Instructions for the task: Copy each line of the records that includes "TracingProvider".
┏━━
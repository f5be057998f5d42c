//! Fuzz target for `cuiscope.toml` parsing and profile resolution.
//!
//! Run with:
//! ```bash
//! cargo +nightly fuzz run fuzz_config_parser
//! ```

#![no_main]

use libfuzzer_sys::fuzz_target;

fuzz_target!(|data: &[u8]| {
    if let Ok(text) = std::str::from_utf8(data) {
        let _ = cuiscope_app::resolve_settings(text, cuiscope_settings::Overrides::default());
    }
});
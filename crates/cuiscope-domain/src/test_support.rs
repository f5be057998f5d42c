use crate::answers::AnswerSet;
use crate::catalog::{Catalog, CatalogParts};
use crate::error::ValidationError;
use crate::model::{
    BoundaryThresholds, ControlDef, ControlRule, Question, QuestionModule, RuleStatus,
    ScopeCategory, ScopeRule,
};
use crate::predicate::Predicate;
use crate::session::{Input, InputProvider, OnInvalid};
use cuiscope_types::RawAnswer;
use std::collections::VecDeque;

pub fn module(id: &str, questions: Vec<Question>) -> QuestionModule {
    QuestionModule {
        id: id.to_string(),
        title: id.to_string(),
        description: None,
        questions,
    }
}

pub fn category(id: &str, high_risk: bool, level: Option<u8>) -> ScopeCategory {
    ScopeCategory {
        id: id.to_string(),
        title: id.to_string(),
        high_risk,
        level,
    }
}

pub fn scope_rule(item: &str, category: &str, when: Predicate) -> ScopeRule {
    ScopeRule {
        item: item.to_string(),
        title: item.to_string(),
        category: category.to_string(),
        when,
    }
}

pub fn control(id: &str) -> ControlDef {
    ControlDef {
        id: id.to_string(),
        title: format!("{id} title"),
        family: "Test".to_string(),
    }
}

pub fn control_rule(
    control: &str,
    applies_when: Option<Predicate>,
    when: Option<Predicate>,
    then: RuleStatus,
    otherwise: RuleStatus,
) -> ControlRule {
    ControlRule {
        control: control.to_string(),
        applies_when,
        when,
        then,
        otherwise,
        note: None,
    }
}

/// One question, one scope item, one control.
pub fn workstation_parts() -> CatalogParts {
    let mut item = scope_rule("cui_workstation", "endpoint", Predicate::is("ws_cui", true));
    item.title = "CUI Workstation".to_string();

    CatalogParts {
        id: "workstation-test".to_string(),
        version: "1".to_string(),
        modules: vec![module(
            "workstations",
            vec![Question::boolean(
                "ws_cui",
                "Does any workstation process CUI?",
            )],
        )],
        categories: vec![category("endpoint", false, None)],
        scope_rules: vec![item],
        thresholds: BoundaryThresholds::default(),
        controls: vec![control("SC.3.177")],
        control_rules: vec![control_rule(
            "SC.3.177",
            Some(Predicate::in_scope("cui_workstation")),
            None,
            RuleStatus::Addressed,
            RuleStatus::Addressed,
        )],
        advisories: Vec::new(),
    }
}

pub fn workstation_catalog() -> Catalog {
    match Catalog::new(workstation_parts()) {
        Ok(catalog) => catalog,
        Err(err) => panic!("workstation catalog is invalid: {err}"),
    }
}

/// Three boolean triggers across two categories.
pub fn multi_item_parts() -> CatalogParts {
    CatalogParts {
        id: "fleet-test".to_string(),
        version: "1".to_string(),
        modules: vec![module(
            "fleet",
            vec![
                Question::boolean("laptops", "Laptops?"),
                Question::boolean("desktops", "Desktops?"),
                Question::boolean("servers", "Servers?"),
            ],
        )],
        categories: vec![
            category("endpoint", false, None),
            category("infrastructure", false, None),
        ],
        scope_rules: vec![
            scope_rule("laptop_fleet", "endpoint", Predicate::is("laptops", true)),
            scope_rule("desktop_fleet", "endpoint", Predicate::is("desktops", true)),
            scope_rule("server_room", "infrastructure", Predicate::is("servers", true)),
        ],
        thresholds: BoundaryThresholds::default(),
        controls: vec![control("AC.1.001")],
        control_rules: Vec::new(),
        advisories: Vec::new(),
    }
}

/// Five unconditional boolean questions in two modules.
pub fn five_question_parts() -> CatalogParts {
    CatalogParts {
        id: "five-test".to_string(),
        version: "1".to_string(),
        modules: vec![
            module(
                "first",
                vec![
                    Question::boolean("q1", "Q1?"),
                    Question::boolean("q2", "Q2?"),
                    Question::boolean("q3", "Q3?"),
                ],
            ),
            module(
                "second",
                vec![Question::boolean("q4", "Q4?"), Question::boolean("q5", "Q5?")],
            ),
        ],
        ..CatalogParts::default()
    }
}

/// Replays a fixed list of inputs and records what the engine did.
pub struct ScriptedInput {
    inputs: VecDeque<Input>,
    on_invalid: OnInvalid,
    modules: Vec<String>,
    skipped: Vec<String>,
    invalid: usize,
}

impl ScriptedInput {
    pub fn new(inputs: Vec<Input>) -> Self {
        Self {
            inputs: inputs.into(),
            on_invalid: OnInvalid::Reject,
            modules: Vec::new(),
            skipped: Vec::new(),
            invalid: 0,
        }
    }

    pub fn values(values: impl IntoIterator<Item = bool>) -> Self {
        Self::new(
            values
                .into_iter()
                .map(|b| Input::Value(RawAnswer::Bool(b)))
                .collect(),
        )
    }

    pub fn resolicit(mut self) -> Self {
        self.on_invalid = OnInvalid::Resolicit;
        self
    }

    pub fn is_drained(&self) -> bool {
        self.inputs.is_empty()
    }

    pub fn modules(&self) -> &[String] {
        &self.modules
    }

    pub fn skipped_ids(&self) -> &[String] {
        &self.skipped
    }

    pub fn invalid_count(&self) -> usize {
        self.invalid
    }
}

impl InputProvider for ScriptedInput {
    fn begin_module(&mut self, module: &QuestionModule) {
        self.modules.push(module.id.clone());
    }

    fn skipped(&mut self, question: &Question) {
        self.skipped.push(question.id.clone());
    }

    fn next_value(&mut self, _question: &Question, _answers: &AnswerSet) -> Input {
        self.inputs.pop_front().unwrap_or(Input::EndOfInput)
    }

    fn on_invalid(&mut self, _question: &Question, _error: &ValidationError) -> OnInvalid {
        self.invalid += 1;
        self.on_invalid
    }
}
//! The `assess` use case: run a session, evaluate, and produce a report.

use crate::providers::TracingProvider;
use crate::report::{AssessmentReport, build_report};
use cuiscope_domain::{Catalog, InputProvider};
use cuiscope_types::Subject;
use time::OffsetDateTime;

/// Input for the assess use case.
#[derive(Clone, Debug)]
pub struct AssessInput<'a> {
    /// Catalog with effective thresholds already applied.
    pub catalog: &'a Catalog,
    pub subject: Subject,
}

/// Output from the assess use case.
#[derive(Clone, Debug)]
pub struct AssessOutput {
    pub report: AssessmentReport,
    /// Questions the provider was asked for (retries not counted).
    pub asked: usize,
    /// Questions skipped because their dependency did not hold.
    pub skipped: usize,
}

/// Run one questionnaire session with `provider` and assess the answers.
///
/// A session failure is returned as a [`cuiscope_domain::SessionError`]
/// inside the `anyhow` error so callers can pick an exit code.
pub fn run_assess<P>(input: AssessInput<'_>, provider: P) -> anyhow::Result<AssessOutput>
where
    P: InputProvider,
{
    let started_at = OffsetDateTime::now_utc();
    let catalog = input.catalog;
    tracing::info!(
        catalog = catalog.id(),
        version = catalog.version(),
        questions = catalog.questions().len(),
        "session started"
    );

    let mut provider = TracingProvider::new(provider);
    let answers = match cuiscope_domain::run_session(catalog.questions(), &mut provider) {
        Ok(answers) => answers,
        Err(err) => {
            tracing::info!(question = err.question_id(), error = %err, "session ended without answers");
            return Err(err.into());
        }
    };
    tracing::info!(
        answered = answers.len(),
        skipped = provider.skipped_count(),
        "session finished"
    );

    let finished_at = OffsetDateTime::now_utc();
    let assessment = cuiscope_domain::assess(catalog, answers, finished_at);
    tracing::info!(
        boundary = assessment.scope.boundary.as_str(),
        required_level = ?assessment.scope.required_level,
        included = assessment.scope.included().count(),
        addressed = assessment.summary.addressed,
        partial = assessment.summary.partially_addressed,
        gaps = assessment.summary.not_addressed,
        advisories = assessment.advisories.len(),
        "assessment complete"
    );

    Ok(AssessOutput {
        asked: provider.asked(),
        skipped: provider.skipped_count(),
        report: build_report(assessment, input.subject, started_at, finished_at),
    })
}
┗━━
Solution:
use crate::providers::TracingProvider;
    let mut provider = TracingProvider::new(provider);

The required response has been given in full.